I will admit that coding is definitely a skill and that some people don’t have the problem-solving mindset of a developer. But, for the most part, learning to code is a fairly easy task with practice. Best of all, you can learn for free thanks to the wonder that is the internet.
Take, for example, my first experience with web development. As a junior in high school I was asked to design and code a website for my school corporation. Being completely and utterly unfamiliar with how to build a website, I turned to every do-it-yourselfer’s best friend: YouTube.
Over a four-day period I watched a video series (which, sadly, I can no longer find) about building a website from scratch. One month later, my first website was designed, built, approved, and launched.
The Web Dev 101 series of posts will offer some starting points for an aspiring web developer with resources to get you up and running, as well as my suggestions to help you along the way. In this first post we’ll cover basic software that every web developer needs.
So now that you’re ready and convinced you can learn to code, strap on your backpack, grab your lunchbox, and follow my tips to getting started as a web developer.
Web development is somewhat unique in that it’s a business that incurs almost no overhead expenses. In fact, you can create an entire website with only the cheapest computer you can find and the text editor software that comes pre-installed with the operating system.
That being said, you’re probably going to want something a little better than the basic text editor for more detailed coding. There are countless cheap or free text editors available for download. Some popular options include:
- Sublime Text (free trial; $70 for continued use)
- Atom (free)
- Notepad++ (free)
- Brackets (free)
- Dreamweaver (free trial; $49.99/month thereafter with Creative Cloud)
Sublime Text is my text editor of choice and is what I use in my freelance work. I haven’t evaluated many of the other options in the list because I found Sublime and fell in love. It’s free to try, but the developers ask that you purchase a license for continued use. It’s definitely worth it, though, because Sublime is completely customizable and comes with a huge repository of free plugins and other add-on features. Look for more tips on using Sublime Text in a future post.
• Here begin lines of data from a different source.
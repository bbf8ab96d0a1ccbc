//! Transport to the summarization backend.
//!
//! [`SummaryBackend`] is the seam between the session state machine and the
//! network. [`HttpBackend`] is the real implementation; tests and embedders
//! can supply their own.
//!
//! ## Cache defeating
//!
//! Submitting the same document twice must reach the backend twice. Every
//! request carries `no-cache`/`no-store` headers and a unique `_ts` query
//! parameter, so neither the HTTP client nor an intermediate proxy can
//! answer from a stale entry.

use crate::category::Category;
use crate::classify::SummaryResponse;
use crate::config::ClientConfig;
use crate::error::SummarizeError;
use crate::input::InputPayload;
use async_trait::async_trait;
use reqwest::header::{HeaderMap, HeaderValue, CACHE_CONTROL, EXPIRES, PRAGMA};
use reqwest::multipart::{Form, Part};
use serde::Serialize;
use std::sync::atomic::{AtomicU64, Ordering};
use std::time::{SystemTime, UNIX_EPOCH};
use tracing::{debug, info, warn};

/// Query parameter name used for cache busting.
pub const CACHE_BUSTER_PARAM: &str = "_ts";

/// Sends a document to be summarized.
#[async_trait]
pub trait SummaryBackend: Send + Sync {
    /// Summarize `payload` as a document of `category`.
    ///
    /// Endpoint resolution failures are returned before any I/O.
    async fn summarize(
        &self,
        category: &Category,
        payload: &InputPayload,
    ) -> Result<SummaryResponse, SummarizeError>;
}

static CACHE_BUSTER_SEQ: AtomicU64 = AtomicU64::new(0);

/// Unique value for the cache-busting query parameter.
///
/// Wall-clock milliseconds plus a process-wide sequence number, so two
/// requests in the same millisecond still differ.
pub fn cache_buster() -> String {
    let millis = SystemTime::now()
        .duration_since(UNIX_EPOCH)
        .map(|d| d.as_millis())
        .unwrap_or(0);
    let seq = CACHE_BUSTER_SEQ.fetch_add(1, Ordering::Relaxed);
    format!("{millis}-{seq}")
}

fn no_cache_headers() -> HeaderMap {
    let mut headers = HeaderMap::new();
    headers.insert(
        CACHE_CONTROL,
        HeaderValue::from_static("no-cache, no-store, must-revalidate"),
    );
    headers.insert(PRAGMA, HeaderValue::from_static("no-cache"));
    headers.insert(EXPIRES, HeaderValue::from_static("0"));
    headers
}

#[derive(Serialize)]
struct TextRequest<'a> {
    text: &'a str,
}

/// HTTP implementation of [`SummaryBackend`] built on `reqwest`.
#[derive(Debug, Clone)]
pub struct HttpBackend {
    client: reqwest::Client,
    base_url: String,
    timeout_secs: u64,
}

impl HttpBackend {
    pub fn new(config: &ClientConfig) -> Result<Self, SummarizeError> {
        let mut builder = reqwest::Client::builder().user_agent(config.user_agent.clone());
        if let Some(timeout) = config.request_timeout() {
            builder = builder.timeout(timeout);
        }
        let client = builder
            .build()
            .map_err(|e| SummarizeError::InvalidConfig(format!("HTTP client: {e}")))?;

        Ok(Self {
            client,
            base_url: config.base_url.clone(),
            timeout_secs: config.request_timeout_secs,
        })
    }

    /// Build (but do not send) the request for a submission.
    pub fn build_request(
        &self,
        category: &Category,
        payload: &InputPayload,
    ) -> Result<reqwest::RequestBuilder, SummarizeError> {
        let request = match payload {
            InputPayload::Text(text) => {
                let url = format!("{}{}", self.base_url, category.text_endpoint()?);
                self.client.post(url).json(&TextRequest { text })
            }
            InputPayload::File(file) => {
                let url = format!("{}{}", self.base_url, category.file_endpoint()?);
                let part = Part::bytes(file.bytes.clone())
                    .file_name(file.name.clone())
                    .mime_str(file.mime)
                    .map_err(|e| SummarizeError::Request {
                        url: url.clone(),
                        source: e,
                    })?;
                self.client.post(url).multipart(Form::new().part("file", part))
            }
        };

        Ok(request
            .headers(no_cache_headers())
            .query(&[(CACHE_BUSTER_PARAM, cache_buster())]))
    }

    fn transport_error(&self, url: &str, e: reqwest::Error) -> SummarizeError {
        if e.is_timeout() {
            SummarizeError::Timeout {
                url: url.to_string(),
                secs: self.timeout_secs,
            }
        } else {
            SummarizeError::Request {
                url: url.to_string(),
                source: e,
            }
        }
    }
}

#[async_trait]
impl SummaryBackend for HttpBackend {
    async fn summarize(
        &self,
        category: &Category,
        payload: &InputPayload,
    ) -> Result<SummaryResponse, SummarizeError> {
        let request = self
            .build_request(category, payload)?
            .build()
            .map_err(|e| SummarizeError::Request {
                url: self.base_url.clone(),
                source: e,
            })?;
        let url = request.url().to_string();

        info!(
            category = %category,
            input = payload.kind(),
            "Submitting document for summarization"
        );
        debug!("POST {}", url);

        let response = self
            .client
            .execute(request)
            .await
            .map_err(|e| self.transport_error(&url, e))?;

        // The backend reports failures in the body (model_used = "error"),
        // often with a 5xx status, so the body is parsed either way.
        let status = response.status();
        if !status.is_success() {
            warn!("Backend returned HTTP {} for {}", status, url);
        }

        let body = response
            .text()
            .await
            .map_err(|e| self.transport_error(&url, e))?;

        serde_json::from_str(&body).map_err(|e| SummarizeError::Decode {
            url,
            detail: e.to_string(),
        })
    }
}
A note on Dreamweaver: Dreamweaver is less of a text editor and more of a full-on developing suite. It comes bundled with a lot of additional features that could come in handy (but few of which I ever used). If you find yourself needing those features at some point, it might be worthwhile at that time to pay for a Creative Cloud license. But be warned: Dreamweaver is a bit of a hefty program. (Adobe, I love you, but your programs are resource hogs.)
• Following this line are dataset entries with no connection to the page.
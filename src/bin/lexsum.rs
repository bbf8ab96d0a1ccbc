//! CLI binary for lexsum.
//!
//! A thin host over the library's `DocumentSession`: maps flags to the
//! session inputs, shows a spinner while the submission is pending and
//! prints the result panel.

use anyhow::{Context, Result};
use clap::{ArgGroup, Parser};
use indicatif::{ProgressBar, ProgressStyle};
use lexsum::config::{DEFAULT_REQUEST_TIMEOUT_SECS, DEFAULT_STUB_DELAY_MS};
use lexsum::render::{PENDING_DETAIL, PENDING_MESSAGE};
use lexsum::{
    render_json, render_result, Category, ClientConfig, DocumentSession, Palette, PatternDetector,
    SessionObserver, SubmissionState, UploadedFile,
};
use std::io::{self, IsTerminal};
use std::path::PathBuf;
use std::process::ExitCode;
use std::sync::Arc;
use std::time::Duration;
use tokio::io::AsyncReadExt;
use tracing_subscriber::EnvFilter;

// ── Spinner observer using indicatif ─────────────────────────────────────────

/// Spins while the session is pending and clears itself once a result
/// arrives.
struct SpinnerObserver {
    bar: ProgressBar,
}

impl SpinnerObserver {
    fn new() -> Arc<Self> {
        let bar = ProgressBar::new_spinner();
        let style = ProgressStyle::with_template("{spinner:.cyan} {prefix:.bold}  {msg}")
            .unwrap_or_else(|_| ProgressStyle::default_spinner())
            .tick_strings(&["⠋", "⠙", "⠹", "⠸", "⠼", "⠴", "⠦", "⠧", "⠇", "⠏", "⠿"]);
        bar.set_style(style);
        Arc::new(Self { bar })
    }
}

impl SessionObserver for SpinnerObserver {
    fn on_state_change(&self, state: &SubmissionState) {
        if state.is_pending() {
            self.bar.set_prefix(PENDING_MESSAGE);
            self.bar.set_message(PENDING_DETAIL);
            self.bar.enable_steady_tick(Duration::from_millis(80));
        } else {
            self.bar.finish_and_clear();
        }
    }
}

const AFTER_HELP: &str = r#"EXAMPLES:
  # Summarize a bill pasted on the command line
  lexsum bills --text "Section 1. This Act may be cited as ..."

  # Summarize a judgement read from stdin
  cat judgement.txt | lexsum judgements --text -

  # Upload a file instead of text
  lexsum judgements --file ruling.pdf

  # JSON output for scripting
  lexsum bills --file bill.docx --json

CATEGORIES:
  bills        POST {base}/summarize/led_billsum    (text)
  judgements   POST {base}/summarize/led_judgment   (text)
  other        under construction, no backend call
  <name>       POST {base}/summarize/file/<name>    (file uploads only)

  Files go to POST {base}/summarize/file/<category> for every category
  except `other`. Accepted formats: .txt, .pdf, .docx

ENVIRONMENT VARIABLES:
  LEXSUM_API_URL          Backend base URL (required)
  LEXSUM_TIMEOUT_SECS     Request timeout in seconds
  LEXSUM_STUB_DELAY_MS    Delay before the `other` placeholder appears
  RUST_LOG                Override log filtering

EXIT STATUS:
  0  a summary was produced
  1  the result is an error (backend error, unusable summary, network failure)
"#;

/// Summarize legal documents through a remote summarization backend.
#[derive(Parser, Debug)]
#[command(
    name = "lexsum",
    version,
    about = "Summarize legal documents (bills, judgements) through a summarization backend",
    arg_required_else_help = true,
    color = clap::ColorChoice::Auto,
    after_long_help = AFTER_HELP,
    group(ArgGroup::new("source").required(true).args(["text", "file"]))
)]
struct Cli {
    /// Document category: bills, judgements, other, or a custom identifier.
    category: String,

    /// Document text to summarize. Use `-` to read from stdin.
    #[arg(long)]
    text: Option<String>,

    /// Document file to upload (.txt, .pdf, .docx).
    #[arg(short, long)]
    file: Option<PathBuf>,

    /// Backend base URL, e.g. http://localhost:8000.
    #[arg(long, env = "LEXSUM_API_URL")]
    base_url: String,

    /// Request timeout in seconds (0 = none).
    #[arg(long, env = "LEXSUM_TIMEOUT_SECS", default_value_t = DEFAULT_REQUEST_TIMEOUT_SECS)]
    timeout: u64,

    /// Delay before the under-construction placeholder, in milliseconds.
    #[arg(long, env = "LEXSUM_STUB_DELAY_MS", default_value_t = DEFAULT_STUB_DELAY_MS)]
    stub_delay_ms: u64,

    /// Phrase marking a summary as unusable. Repeatable; replaces the default.
    #[arg(long = "degenerate-phrase")]
    degenerate_phrases: Vec<String>,

    /// Regex marking a summary as unusable. Repeatable; overrides phrases.
    #[arg(long = "degenerate-pattern")]
    degenerate_patterns: Vec<String>,

    /// Output the result state as JSON.
    #[arg(long, env = "LEXSUM_JSON")]
    json: bool,

    /// Disable the spinner.
    #[arg(long, env = "LEXSUM_NO_PROGRESS")]
    no_progress: bool,

    /// Enable DEBUG-level tracing logs.
    #[arg(short, long, env = "LEXSUM_VERBOSE")]
    verbose: bool,

    /// Suppress all output except the result and errors.
    #[arg(short, long, env = "LEXSUM_QUIET")]
    quiet: bool,
}

#[tokio::main]
async fn main() -> Result<ExitCode> {
    let cli = Cli::parse();

    // ── Logging setup ────────────────────────────────────────────────────
    // The spinner covers progress feedback, so library INFO logs are
    // hidden while it is active.
    let show_progress = !cli.quiet && !cli.no_progress && !cli.json && io::stderr().is_terminal();
    let filter = if cli.verbose {
        "debug"
    } else if cli.quiet || show_progress {
        "error"
    } else {
        "info"
    };

    tracing_subscriber::fmt()
        .with_env_filter(
            EnvFilter::try_from_default_env().unwrap_or_else(|_| EnvFilter::new(filter)),
        )
        .with_writer(io::stderr)
        .init();

    // ── Build config and session ─────────────────────────────────────────
    let config = build_config(&cli)?;
    let category: Category = cli.category.parse().context("Invalid category")?;

    let mut session =
        DocumentSession::new(category, &config).context("Failed to create session")?;

    if !cli.degenerate_patterns.is_empty() {
        let detector =
            PatternDetector::new(&cli.degenerate_patterns).context("Invalid --degenerate-pattern")?;
        session = session.with_detector(Arc::new(detector));
    }
    if show_progress {
        session = session.with_observer(SpinnerObserver::new());
    }

    // ── Inputs ───────────────────────────────────────────────────────────
    if let Some(ref text) = cli.text {
        session.set_text(read_text(text).await?);
    } else if let Some(ref path) = cli.file {
        let file = UploadedFile::from_path(path)
            .await
            .with_context(|| format!("Failed to load {}", path.display()))?;
        session.select_file(file);
    }

    // ── Submit ───────────────────────────────────────────────────────────
    let state = session.submit().await.context("Submission did not start")?;

    if cli.json {
        println!("{}", render_json(state).context("Failed to serialise result")?);
    } else {
        let palette = if io::stdout().is_terminal() {
            Palette::Ansi
        } else {
            Palette::Plain
        };
        if let Some(panel) = render_result(state, palette) {
            println!("{panel}");
        }
    }

    Ok(if state.is_error() {
        ExitCode::FAILURE
    } else {
        ExitCode::SUCCESS
    })
}

/// Map CLI args to `ClientConfig`.
fn build_config(cli: &Cli) -> Result<ClientConfig> {
    let mut builder = ClientConfig::builder()
        .base_url(&cli.base_url)
        .request_timeout_secs(cli.timeout)
        .stub_delay_ms(cli.stub_delay_ms);

    if !cli.degenerate_phrases.is_empty() {
        builder = builder.degenerate_phrases(cli.degenerate_phrases.clone());
    }

    builder.build().context("Invalid configuration")
}

/// Resolve `--text`, reading stdin for `-`.
async fn read_text(arg: &str) -> Result<String> {
    if arg != "-" {
        return Ok(arg.to_string());
    }
    let mut text = String::new();
    tokio::io::stdin()
        .read_to_string(&mut text)
        .await
        .context("Failed to read text from stdin")?;
    Ok(text)
}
One imperative step in the web development process is testing your finished product for cross-browser compatibility. That means making sure your website looks the same (or at least functions) in every heavily-used web browser. For that, you’ll need to have many different browsers installed on your computer.
It can be a little tricky to decide which browsers—and which version of that browser—you need to test. Services like CrossBrowserTesting let you test many different browsers at once, and you can avoid having to install lots of software on your machine. Services like these, though, aren’t free.For the frugal developer, stick to installing the most commonly used browsers and versions. Keep in mind that it’s impossible to support every browser and version in existence, but do your best to support as many as you can. The browsers I recommend installing and testing are:
There are a few other applications that you may find useful as you begin developing websites, but we’ll cover those more specific software packages in future posts. For now, decide which text editor suits you best and get familiar with its interface so you’re ready to hit the ground running when it comes time to code.